For the word "enabled", count the lines of the data that include it and give only the total.

(Stored data entries)
---

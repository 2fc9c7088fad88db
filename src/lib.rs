// src/lib.rs
// Public library surface for the service binary, the CLI and integration tests.

pub mod analysis;
pub mod api;
pub mod config;
pub mod error;
pub mod fetch;
pub mod history;
pub mod llm;
pub mod metrics;
pub mod model;
pub mod workflow;

// ---- Re-exports for stable public API ----
pub use crate::api::{create_router, AppState};
pub use crate::error::{PipelineError, PipelineResult};
pub use crate::model::{AnalysisRequest, CombinedResult};
pub use crate::workflow::Workflow;

use anyhow::Context;
use axum::Router;
use std::sync::Arc;
use tracing::info;
use tracing_subscriber::{fmt, prelude::*, EnvFilter};

use crate::config::AppConfig;
use crate::fetch::providers::ScraperFetcher;

/// Structured logging: `RUST_LOG` filter (default `webs=info,warn`), `LOG_FORMAT=json`
/// for JSON lines. A subscriber installed by the host runtime takes precedence.
pub fn init_tracing() {
    let filter =
        EnvFilter::try_from_default_env().unwrap_or_else(|_| EnvFilter::new("webs=info,warn"));
    let json = std::env::var("LOG_FORMAT")
        .map(|v| v.eq_ignore_ascii_case("json"))
        .unwrap_or(false);

    let res = if json {
        tracing_subscriber::registry()
            .with(filter)
            .with(fmt::layer().json())
            .try_init()
    } else {
        tracing_subscriber::registry()
            .with(filter)
            .with(fmt::layer().compact())
            .try_init()
    };
    if res.is_err() {
        tracing::debug!("tracing subscriber already installed");
    }
}

/// Workflow wired with the scraper fetcher and configured LLM clients.
pub fn build_workflow(cfg: &AppConfig) -> anyhow::Result<Workflow> {
    let fetcher = ScraperFetcher::new(&cfg.scraper, cfg.pipeline.fetch_timeout())
        .context("building content fetcher")?;
    let llms = llm::build_clients_from_config(&cfg.llm, cfg.pipeline.llm_timeout())
        .context("building LLM clients")?;
    Ok(Workflow::new(Arc::new(fetcher), llms, cfg.pipeline.clone()))
}

/// Full application router: API routes plus `/metrics` when `DEBUG_ROUTES=1`.
pub async fn app() -> anyhow::Result<Router> {
    let cfg = AppConfig::load().context("loading configuration")?;
    let workflow = build_workflow(&cfg)?;
    let mut router = create_router(AppState::new(workflow));

    let debug_routes = std::env::var("DEBUG_ROUTES")
        .map(|v| v == "1")
        .unwrap_or(false);
    if debug_routes {
        let m = crate::metrics::Metrics::global(&cfg.pipeline)?;
        router = router.merge(m.router());
        info!(target: "webs::api", "debug routes enabled (/metrics)");
    }

    info!(
        target: "webs::api",
        llm_enabled = cfg.llm.enabled,
        provider = %cfg.llm.provider,
        scraper = %cfg.scraper.base_url,
        "router ready"
    );
    Ok(router)
}
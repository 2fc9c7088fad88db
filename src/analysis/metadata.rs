// src/analysis/metadata.rs
use tokio_util::sync::CancellationToken;
use tracing::{debug, warn};

use super::decode::decode_quick_metadata;
use super::prompts;
use crate::config::PipelineConfig;
use crate::error::StepFailure;
use crate::fetch::FetchResult;
use crate::llm::{generate_with_deadline, ChatMessage, LlmClient};
use crate::model::QuickMetadata;

/// One fast-model call for the whole batch. Any failure is returned as is; no fallback.
pub async fn quick_metadata(
    llm: &dyn LlmClient,
    urls: &[String],
    prompt: Option<&str>,
    fetches: &[FetchResult],
    cfg: &PipelineConfig,
    cancel: &CancellationToken,
) -> Result<QuickMetadata, StepFailure> {
    let messages = [
        ChatMessage::system(prompts::QUICK_METADATA_SYSTEM),
        ChatMessage::user(prompts::quick_metadata_user(urls, prompt, fetches)),
    ];

    let reply = generate_with_deadline(llm, &messages, cfg.llm_timeout(), cancel, "quick_metadata")
        .await
        .map_err(|e| {
            warn!(target: "webs::llm", agent = "quick_metadata", provider = llm.provider_name(), error = %e, "call failed");
            e
        })?;

    let meta = decode_quick_metadata(&reply).map_err(|e| {
        warn!(target: "webs::llm", agent = "quick_metadata", error = %e, "undecodable reply");
        e
    })?;
    debug!(target: "webs::llm", agent = "quick_metadata", title = ?meta.title, "decoded");
    Ok(meta)
}

#[cfg(test)]
mod tests {
    use super::*;
    use crate::error::{DecodeError, LlmError};
    use crate::llm::{DisabledClient, ScriptedClient};

    fn fetches() -> Vec<FetchResult> {
        vec![FetchResult::succeeded("https://a.test", "# A\nbody".to_string(), 1)]
    }

    #[tokio::test]
    async fn fenced_reply_is_decoded() {
        let llm = ScriptedClient::fixed("```json\n{\"title\":\"Batch\",\"emoji\":\"📦\"}\n```");
        let urls = vec!["https://a.test".to_string()];
        let m = quick_metadata(&llm, &urls, None, &fetches(), &PipelineConfig::default(), &CancellationToken::new())
            .await
            .unwrap();
        assert_eq!(m.title.as_deref(), Some("Batch"));
        assert_eq!(llm.calls(), 1);
    }

    #[tokio::test]
    async fn llm_and_decode_failures_surface() {
        let urls = vec!["https://a.test".to_string()];
        let cfg = PipelineConfig::default();
        let err = quick_metadata(&DisabledClient, &urls, None, &fetches(), &cfg, &CancellationToken::new())
            .await
            .unwrap_err();
        assert!(matches!(err, StepFailure::Llm(LlmError::Disabled)));

        let prose = ScriptedClient::fixed("Here you go: a nice title");
        let err = quick_metadata(&prose, &urls, None, &fetches(), &cfg, &CancellationToken::new())
            .await
            .unwrap_err();
        assert!(matches!(err, StepFailure::Decode(DecodeError::Json(_))));
    }
}
//! Request, per-URL and combined result shapes.
//!
//! Wire names are camelCase to match what the dashboard consumes.

use serde::{Deserialize, Serialize};
use std::fmt;
use std::str::FromStr;

use crate::error::PipelineError;

/// One user submission. Immutable for the run.
#[derive(Debug, Clone, PartialEq, Serialize, Deserialize)]
#[serde(rename_all = "camelCase")]
pub struct AnalysisRequest {
    pub urls: Vec<String>,
    #[serde(default)]
    pub prompt: Option<String>,
    #[serde(default)]
    pub web_id: Option<String>,
}

impl AnalysisRequest {
    pub fn new<I, S>(urls: I) -> Self
    where
        I: IntoIterator<Item = S>,
        S: Into<String>,
    {
        Self {
            urls: urls.into_iter().map(Into::into).collect(),
            prompt: None,
            web_id: None,
        }
    }

    pub fn with_prompt(mut self, prompt: impl Into<String>) -> Self {
        self.prompt = Some(prompt.into());
        self
    }

    pub fn with_web_id(mut self, web_id: impl Into<String>) -> Self {
        self.web_id = Some(web_id.into());
        self
    }

    /// Prompt with surrounding whitespace removed; blank prompts count as absent.
    pub fn focus_prompt(&self) -> Option<&str> {
        self.prompt
            .as_deref()
            .map(str::trim)
            .filter(|p| !p.is_empty())
    }

    /// Non-empty list of absolute http(s) URLs.
    pub fn validate(&self) -> Result<(), PipelineError> {
        if self.urls.is_empty() {
            return Err(PipelineError::InvalidRequest(
                "at least one URL is required".into(),
            ));
        }
        for raw in &self.urls {
            let parsed = url::Url::parse(raw.trim()).map_err(|e| {
                PipelineError::InvalidRequest(format!("invalid URL `{raw}`: {e}"))
            })?;
            if !matches!(parsed.scheme(), "http" | "https") {
                return Err(PipelineError::InvalidRequest(format!(
                    "unsupported URL scheme `{}` in `{raw}`",
                    parsed.scheme()
                )));
            }
        }
        Ok(())
    }
}

/// Batch-level summary from the fast model.
#[derive(Debug, Clone, Default, PartialEq, Serialize, Deserialize)]
#[serde(rename_all = "camelCase")]
pub struct QuickMetadata {
    #[serde(default, skip_serializing_if = "Option::is_none")]
    pub title: Option<String>,
    #[serde(default, skip_serializing_if = "Option::is_none")]
    pub emoji: Option<String>,
    #[serde(default, skip_serializing_if = "Option::is_none")]
    pub description: Option<String>,
    #[serde(default, skip_serializing_if = "Option::is_none")]
    pub suggested_topics: Option<Vec<String>>,
}

#[derive(Debug, Clone, Copy, PartialEq, Eq, Hash, Serialize, Deserialize)]
#[serde(rename_all = "lowercase")]
pub enum Sentiment {
    Positive,
    Neutral,
    Negative,
}

impl Default for Sentiment {
    fn default() -> Self {
        Self::Neutral
    }
}

impl fmt::Display for Sentiment {
    fn fmt(&self, f: &mut fmt::Formatter<'_>) -> fmt::Result {
        let s = match self {
            Self::Positive => "positive",
            Self::Neutral => "neutral",
            Self::Negative => "negative",
        };
        f.write_str(s)
    }
}

impl FromStr for Sentiment {
    type Err = String;

    fn from_str(s: &str) -> Result<Self, Self::Err> {
        match s.trim().to_ascii_lowercase().as_str() {
            "positive" => Ok(Self::Positive),
            "neutral" => Ok(Self::Neutral),
            "negative" => Ok(Self::Negative),
            other => Err(format!("unknown sentiment `{other}`")),
        }
    }
}

/// Named thing mentioned by a page (person, organization, product, ...).
#[derive(Debug, Clone, PartialEq, Eq, Hash, Serialize, Deserialize)]
pub struct Entity {
    #[serde(rename = "type")]
    pub kind: String,
    pub value: String,
}

impl Entity {
    pub fn new(kind: impl Into<String>, value: impl Into<String>) -> Self {
        Self {
            kind: kind.into(),
            value: value.into(),
        }
    }

    /// Composite `type:value` identity used for dedup.
    pub fn key(&self) -> String {
        format!("{}:{}", self.kind, self.value)
    }
}

/// Structured analysis of one successfully fetched URL.
#[derive(Debug, Clone, PartialEq, Serialize, Deserialize)]
#[serde(rename_all = "camelCase")]
pub struct UrlAnalysis {
    pub url: String,
    #[serde(default, skip_serializing_if = "Option::is_none")]
    pub title: Option<String>,
    #[serde(default, skip_serializing_if = "Option::is_none")]
    pub description: Option<String>,
    pub topics: Vec<String>,
    pub sentiment: Sentiment,
    pub summary: String,
    pub insights: Vec<String>,
    pub entities: Vec<Entity>,
    /// Estimated reading time in minutes.
    pub reading_time: f64,
    /// Model confidence in <0.0, 1.0>.
    pub confidence: f64,
    #[serde(default, skip_serializing_if = "Option::is_none")]
    pub related_urls: Option<Vec<String>>,
    #[serde(default, skip_serializing_if = "Option::is_none")]
    pub emoji: Option<String>,
}

#[derive(Debug, Clone, PartialEq, Serialize, Deserialize)]
pub struct CrossUrlConnection {
    pub urls: Vec<String>,
    pub connection: String,
    pub strength: f64,
}

/// Where a dropped URL fell out of the pipeline.
#[derive(Debug, Clone, Copy, PartialEq, Eq, Serialize, Deserialize)]
#[serde(rename_all = "lowercase")]
pub enum FailureStage {
    Fetch,
    Analysis,
}

#[derive(Debug, Clone, PartialEq, Serialize, Deserialize)]
pub struct FailedUrl {
    pub url: String,
    pub stage: FailureStage,
    pub reason: String,
}

#[derive(Debug, Clone, PartialEq, Serialize, Deserialize)]
#[serde(rename_all = "camelCase")]
pub struct ResultMetadata {
    /// RFC 3339 UTC.
    pub timestamp: String,
    /// Number of URLs in the original request, not the successful subset.
    pub url_count: usize,
    pub processing_steps: Vec<String>,
    pub successful_count: usize,
    pub failed_count: usize,
    #[serde(default)]
    pub failed_urls: Vec<FailedUrl>,
}

/// Final artifact of one workflow run.
#[derive(Debug, Clone, PartialEq, Serialize, Deserialize)]
#[serde(rename_all = "camelCase")]
pub struct CombinedResult {
    #[serde(default, skip_serializing_if = "Option::is_none")]
    pub title: Option<String>,
    #[serde(default, skip_serializing_if = "Option::is_none")]
    pub emoji: Option<String>,
    #[serde(default, skip_serializing_if = "Option::is_none")]
    pub description: Option<String>,
    pub full_description: String,
    pub topics: Vec<String>,
    pub sentiment: Sentiment,
    pub entities: Vec<Entity>,
    pub insights: Vec<String>,
    pub related_urls: Vec<String>,
    pub url_analyses: Vec<UrlAnalysis>,
    #[serde(default, skip_serializing_if = "Option::is_none")]
    pub enhanced_insights: Option<Vec<String>>,
    #[serde(default, skip_serializing_if = "Option::is_none")]
    pub cross_url_connections: Option<Vec<CrossUrlConnection>>,
    pub metadata: ResultMetadata,
}
pub mod fixture;
pub mod scraper;

pub use fixture::FixtureFetcher;
pub use scraper::ScraperFetcher;
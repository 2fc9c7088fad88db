//! LLM adapter: provider abstraction, deadline wrapper, client factory.
//!
//! The pipeline only ever sees `generate(messages) -> text`; model choice lives
//! in `config/llm.json`.

pub mod mock;
pub mod openai;

use metrics::{counter, describe_counter};
use once_cell::sync::OnceCell;
use serde::{Deserialize, Serialize};
use std::future::Future;
use std::pin::Pin;
use std::sync::Arc;
use std::time::Duration;
use tokio_util::sync::CancellationToken;

use crate::config::LlmConfig;
use crate::error::LlmError;

pub use mock::{DisabledClient, ScriptedClient};
pub use openai::OpenAiProvider;

#[derive(Debug, Clone, Copy, PartialEq, Eq, Serialize, Deserialize)]
#[serde(rename_all = "lowercase")]
pub enum Role {
    System,
    User,
    Assistant,
}

#[derive(Debug, Clone, PartialEq, Eq, Serialize, Deserialize)]
pub struct ChatMessage {
    pub role: Role,
    pub content: String,
}

impl ChatMessage {
    pub fn system(content: impl Into<String>) -> Self {
        Self {
            role: Role::System,
            content: content.into(),
        }
    }

    pub fn user(content: impl Into<String>) -> Self {
        Self {
            role: Role::User,
            content: content.into(),
        }
    }
}

/// Trait object used by the pipeline (and tests).
pub trait LlmClient: Send + Sync {
    /// Send the conversation and return the raw text of the model's reply.
    fn generate<'a>(
        &'a self,
        messages: &'a [ChatMessage],
    ) -> Pin<Box<dyn Future<Output = Result<String, LlmError>> + Send + 'a>>;
    /// Provider name for diagnostics.
    fn provider_name(&self) -> &'static str;
}

/// Convenient alias used by callers.
pub type DynLlmClient = Arc<dyn LlmClient>;

/// The two model tiers the pipeline uses.
#[derive(Clone)]
pub struct LlmSet {
    /// Quick batch metadata.
    pub fast: DynLlmClient,
    /// Per-URL analysis and combine.
    pub detailed: DynLlmClient,
}

impl LlmSet {
    pub fn new(fast: DynLlmClient, detailed: DynLlmClient) -> Self {
        Self { fast, detailed }
    }

    /// Same client for both tiers.
    pub fn single(client: DynLlmClient) -> Self {
        Self {
            fast: client.clone(),
            detailed: client,
        }
    }
}

fn ensure_metrics_described() {
    static ONCE: OnceCell<()> = OnceCell::new();
    ONCE.get_or_init(|| {
        describe_counter!("webs_llm_calls_total", "LLM calls by agent and outcome.");
    });
}

/// Run one `generate` under a deadline and the run's cancellation token.
pub async fn generate_with_deadline(
    client: &dyn LlmClient,
    messages: &[ChatMessage],
    timeout: Duration,
    cancel: &CancellationToken,
    agent: &'static str,
) -> Result<String, LlmError> {
    ensure_metrics_described();

    let res = tokio::select! {
        biased;
        _ = cancel.cancelled() => Err(LlmError::Cancelled),
        r = tokio::time::timeout(timeout, client.generate(messages)) => match r {
            Ok(inner) => inner,
            Err(_) => Err(LlmError::Timeout { ms: timeout.as_millis() as u64 }),
        },
    };

    let outcome = if res.is_ok() { "ok" } else { "error" };
    counter!("webs_llm_calls_total", "agent" => agent, "outcome" => outcome).increment(1);
    res
}

/// Factory: build both tiers according to config and environment variables.
///
/// * If `AI_TEST_MODE=mock`, returns deterministic scripted clients with canned JSON.
/// * Else if `config.enabled==false`, returns disabled clients.
/// * Else builds OpenAI-compatible providers for the fast and detailed models.
pub fn build_clients_from_config(config: &LlmConfig, timeout: Duration) -> anyhow::Result<LlmSet> {
    if std::env::var("AI_TEST_MODE")
        .map(|v| v == "mock")
        .unwrap_or(false)
    {
        tracing::info!(target: "webs::llm", "AI_TEST_MODE=mock, using canned responses");
        return Ok(LlmSet::single(Arc::new(ScriptedClient::canned())));
    }

    if !config.enabled {
        tracing::warn!(target: "webs::llm", "LLM disabled in config; every run will fail at analysis");
        return Ok(LlmSet::single(Arc::new(DisabledClient)));
    }

    match config.provider.as_str() {
        "openai" | "openrouter" => {
            let fast = OpenAiProvider::new(config, &config.fast_model, timeout)?;
            let detailed = OpenAiProvider::new(config, &config.detailed_model, timeout)?;
            Ok(LlmSet::new(Arc::new(fast), Arc::new(detailed)))
        }
        other => anyhow::bail!("Unsupported LLM provider: {other}"),
    }
}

---

= Reply =
4